Quoted in J. W. Robertson Scott, The Life and Death of a Newspaper (1952) pp. 108-110

Completed my thirtieth year yesterday and where do I stand now? Wife still, three boys still and another child expected. I no longer feel like a prophet without a message. Beaconsfield and his possible foreign policy have at least done that much for me. Never before the terrible ordeal of the last three years did I realise so intensely my mission, my power, my responsibility and the frightful issues which come of neglecting the Christian ideal of citizenship.

I still labour under my chronic trouble of want of time. With nine hours’ sleep the remaining fifteen leave me barely room to turn round. Without nine hours I get languid, tired and unable to write with freedom or with ease. My only worry, family needs, looking up. I am awfully busy. I have a lad, but he cannot mow and I have to mow for my animals, but this will soon be over. I am neglecting my correspondents, even Madame Novikoff. Whether my book will ever be done or not I don’t know. The Zulu War has thrown the Afghan crime into the shade, and a General Election looms.
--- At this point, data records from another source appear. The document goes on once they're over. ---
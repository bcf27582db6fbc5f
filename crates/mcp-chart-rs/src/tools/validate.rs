use std::fmt;

use serde::{Deserialize, Serialize};
use serde_json::{Map, Value};
use thiserror::Error;

#[derive(Debug, Clone, Copy, PartialEq, Eq, Hash, Serialize, Deserialize)]
#[serde(rename_all = "camelCase")]
pub enum ChartKind {
    Bar,
    Line,
    Scatter,
    Bubble,
    Pie,
    Doughnut,
    PolarArea,
    Radar,
}

impl ChartKind {
    pub const ALL: [ChartKind; 8] = [
        ChartKind::Bar,
        ChartKind::Line,
        ChartKind::Scatter,
        ChartKind::Bubble,
        ChartKind::Pie,
        ChartKind::Doughnut,
        ChartKind::PolarArea,
        ChartKind::Radar,
    ];

    pub fn as_str(&self) -> &'static str {
        match self {
            ChartKind::Bar => "bar",
            ChartKind::Line => "line",
            ChartKind::Scatter => "scatter",
            ChartKind::Bubble => "bubble",
            ChartKind::Pie => "pie",
            ChartKind::Doughnut => "doughnut",
            ChartKind::PolarArea => "polarArea",
            ChartKind::Radar => "radar",
        }
    }

    pub fn from_name(name: &str) -> Option<Self> {
        Self::ALL.into_iter().find(|kind| kind.as_str() == name)
    }

    /// Comma separated list of every accepted type name.
    pub fn valid_names() -> String {
        Self::ALL
            .iter()
            .map(ChartKind::as_str)
            .collect::<Vec<_>>()
            .join(", ")
    }
}

impl fmt::Display for ChartKind {
    fn fmt(&self, f: &mut fmt::Formatter<'_>) -> fmt::Result {
        f.write_str(self.as_str())
    }
}

/// Structural problems with a chart configuration, in evaluation order.
#[derive(Debug, Error, Clone, PartialEq, Eq)]
pub enum InvalidConfig {
    #[error("Chart configuration is not valid JSON: {0}")]
    NotJson(String),

    #[error("Chart configuration must be an object")]
    NotAnObject,

    #[error("Invalid chart type. Must be one of: {}", ChartKind::valid_names())]
    InvalidType,

    #[error("Chart configuration must include a data object")]
    MissingData,

    #[error("Chart data must include a datasets array")]
    MissingDatasets,

    #[error("Chart data must include at least one dataset")]
    EmptyDatasets,
}

/// A structurally valid chart description.
///
/// Serializes back into the `{type, data, options}` shape, which is what the
/// HTML renderer hands to Chart.js.
#[derive(Debug, Clone, PartialEq, Serialize)]
pub struct ChartRequest {
    #[serde(rename = "type")]
    pub kind: ChartKind,
    pub data: Map<String, Value>,
    #[serde(skip_serializing_if = "Option::is_none")]
    pub options: Option<Value>,
}

impl ChartRequest {
    /// Never empty once validated.
    pub fn datasets(&self) -> &[Value] {
        self.data
            .get("datasets")
            .and_then(Value::as_array)
            .map(Vec::as_slice)
            .unwrap_or_default()
    }

    pub fn labels(&self) -> Vec<String> {
        let Some(labels) = self.data.get("labels").and_then(Value::as_array) else {
            return Vec::new();
        };
        labels
            .iter()
            .map(|label| match label {
                Value::String(s) => s.clone(),
                other => other.to_string(),
            })
            .collect()
    }
}

/// Checks a chart description supplied either as an object or as JSON text.
///
/// Only the outer shape is checked; whether each dataset fits its chart type
/// is left to the renderer.
pub fn validate(input: Value) -> Result<ChartRequest, InvalidConfig> {
    let value = match input {
        Value::String(text) => {
            serde_json::from_str(&text).map_err(|e| InvalidConfig::NotJson(e.to_string()))?
        }
        other => other,
    };

    let Value::Object(mut config) = value else {
        return Err(InvalidConfig::NotAnObject);
    };

    let kind = config
        .get("type")
        .and_then(Value::as_str)
        .and_then(ChartKind::from_name)
        .ok_or(InvalidConfig::InvalidType)?;

    let Some(Value::Object(data)) = config.remove("data") else {
        return Err(InvalidConfig::MissingData);
    };

    match data.get("datasets") {
        Some(Value::Array(datasets)) if datasets.is_empty() => {
            return Err(InvalidConfig::EmptyDatasets);
        }
        Some(Value::Array(_)) => {}
        _ => return Err(InvalidConfig::MissingDatasets),
    }

    Ok(ChartRequest {
        kind,
        data,
        options: config.remove("options"),
    })
}

#[cfg(test)]
mod tests {
    use serde_json::json;

    use super::*;

    #[test]
    fn accepts_minimal_bar_chart() {
        let request = validate(json!({
            "type": "bar",
            "data": {"labels": ["Q1", "Q2"], "datasets": [{"label": "Sales", "data": [50, 75]}]}
        }))
        .unwrap();

        assert_eq!(request.kind, ChartKind::Bar);
        assert_eq!(request.datasets().len(), 1);
        assert_eq!(request.labels(), vec!["Q1", "Q2"]);
        assert!(request.options.is_none());
    }

    #[test]
    fn accepts_json_text() {
        let text = r#"{"type": "polarArea", "data": {"datasets": [{"data": [1, 2]}]}, "options": {"a": 1}}"#;
        let request = validate(Value::String(text.to_string())).unwrap();
        assert_eq!(request.kind, ChartKind::PolarArea);
        assert_eq!(request.options, Some(json!({"a": 1})));
    }

    #[test]
    fn rejects_unparsable_text() {
        let err = validate(Value::String("{type: bar".into())).unwrap_err();
        assert!(matches!(err, InvalidConfig::NotJson(_)));
        assert!(err.to_string().starts_with("Chart configuration is not valid JSON"));
    }

    #[test]
    fn rejects_non_objects() {
        assert_eq!(validate(json!([1, 2])), Err(InvalidConfig::NotAnObject));
        assert_eq!(
            validate(Value::String("42".into())),
            Err(InvalidConfig::NotAnObject)
        );
        assert_eq!(validate(Value::Null), Err(InvalidConfig::NotAnObject));
    }

    #[test]
    fn rejects_unknown_or_missing_type() {
        let err = validate(json!({"type": "flowchart", "data": {"datasets": [{"data": [1]}]}}))
            .unwrap_err();
        assert_eq!(err, InvalidConfig::InvalidType);
        assert_eq!(
            err.to_string(),
            "Invalid chart type. Must be one of: bar, line, scatter, bubble, pie, doughnut, \
             polarArea, radar"
        );

        assert_eq!(
            validate(json!({"data": {"datasets": [{}]}})),
            Err(InvalidConfig::InvalidType)
        );
        // Type names are case sensitive.
        assert_eq!(
            validate(json!({"type": "Bar", "data": {"datasets": [{}]}})),
            Err(InvalidConfig::InvalidType)
        );
    }

    #[test]
    fn rejects_missing_data() {
        assert_eq!(
            validate(json!({"type": "line"})),
            Err(InvalidConfig::MissingData)
        );
        assert_eq!(
            validate(json!({"type": "line", "data": [1, 2]})),
            Err(InvalidConfig::MissingData)
        );
    }

    #[test]
    fn rejects_missing_datasets() {
        let err = validate(json!({"type": "line", "data": {}})).unwrap_err();
        assert_eq!(err.to_string(), "Chart data must include a datasets array");

        assert_eq!(
            validate(json!({"type": "line", "data": {"datasets": {"data": [1]}}})),
            Err(InvalidConfig::MissingDatasets)
        );
    }

    #[test]
    fn rejects_empty_datasets() {
        let err = validate(json!({"type": "pie", "data": {"datasets": []}})).unwrap_err();
        assert_eq!(err.to_string(), "Chart data must include at least one dataset");
    }

    #[test]
    fn first_failing_rule_wins() {
        // Bad type and missing data: the type rule is evaluated first.
        assert_eq!(
            validate(json!({"type": "gantt"})),
            Err(InvalidConfig::InvalidType)
        );
        // Missing data beats the datasets rules.
        assert_eq!(
            validate(json!({"type": "bar", "datasets": []})),
            Err(InvalidConfig::MissingData)
        );
    }

    #[test]
    fn does_not_check_dataset_shape() {
        let request =
            validate(json!({"type": "scatter", "data": {"datasets": [{"data": [1, 2, 3]}]}}));
        assert!(request.is_ok());
    }

    #[test]
    fn serializes_as_chart_js_config() {
        let request = validate(json!({
            "type": "doughnut",
            "data": {"datasets": [{"data": [1, 2]}]},
            "ignored": true
        }))
        .unwrap();
        assert_eq!(
            serde_json::to_value(&request).unwrap(),
            json!({"type": "doughnut", "data": {"datasets": [{"data": [1, 2]}]}})
        );
    }

    #[test]
    fn numeric_labels_are_stringified() {
        let request =
            validate(json!({"type": "line", "data": {"labels": [2024, "Q2"], "datasets": [{}]}}))
                .unwrap();
        assert_eq!(request.labels(), vec!["2024", "Q2"]);
    }
}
Last year I made my first public speeches at Manchester. Was well received and reported in The Times, Daily News and Scotsman. Believe I could speak effectively if occasion arose. Was somewhat elated at the ease with which I commanded the audience and spoke without exhaustion. Annand predicts jocularly that I will be in Parliament in six years. I have no ambition that way. If I can be more useful there than here I will be sent. I have been more useful, more powerful than half-a-dozen ordinary M.P.s, and a Parliamentary career offers few attractions compared with those of a journalist.

The times are hard; Bell [John Hyslop Bell – N. Echo proprietor] is very hard pinched. I have not had a rise since I was married, save £50 for the weekly and a £50 for the year now concluding, which I may never get. I have stuck exclusively to the Echo, having written nothing or rather had nothing accepted save Darlington for the Encyclopaedia Brit.(sic) I wrote Henry Pease’s life but the old man has got better. I am still as much or rather more bothered by want of space in the Echo.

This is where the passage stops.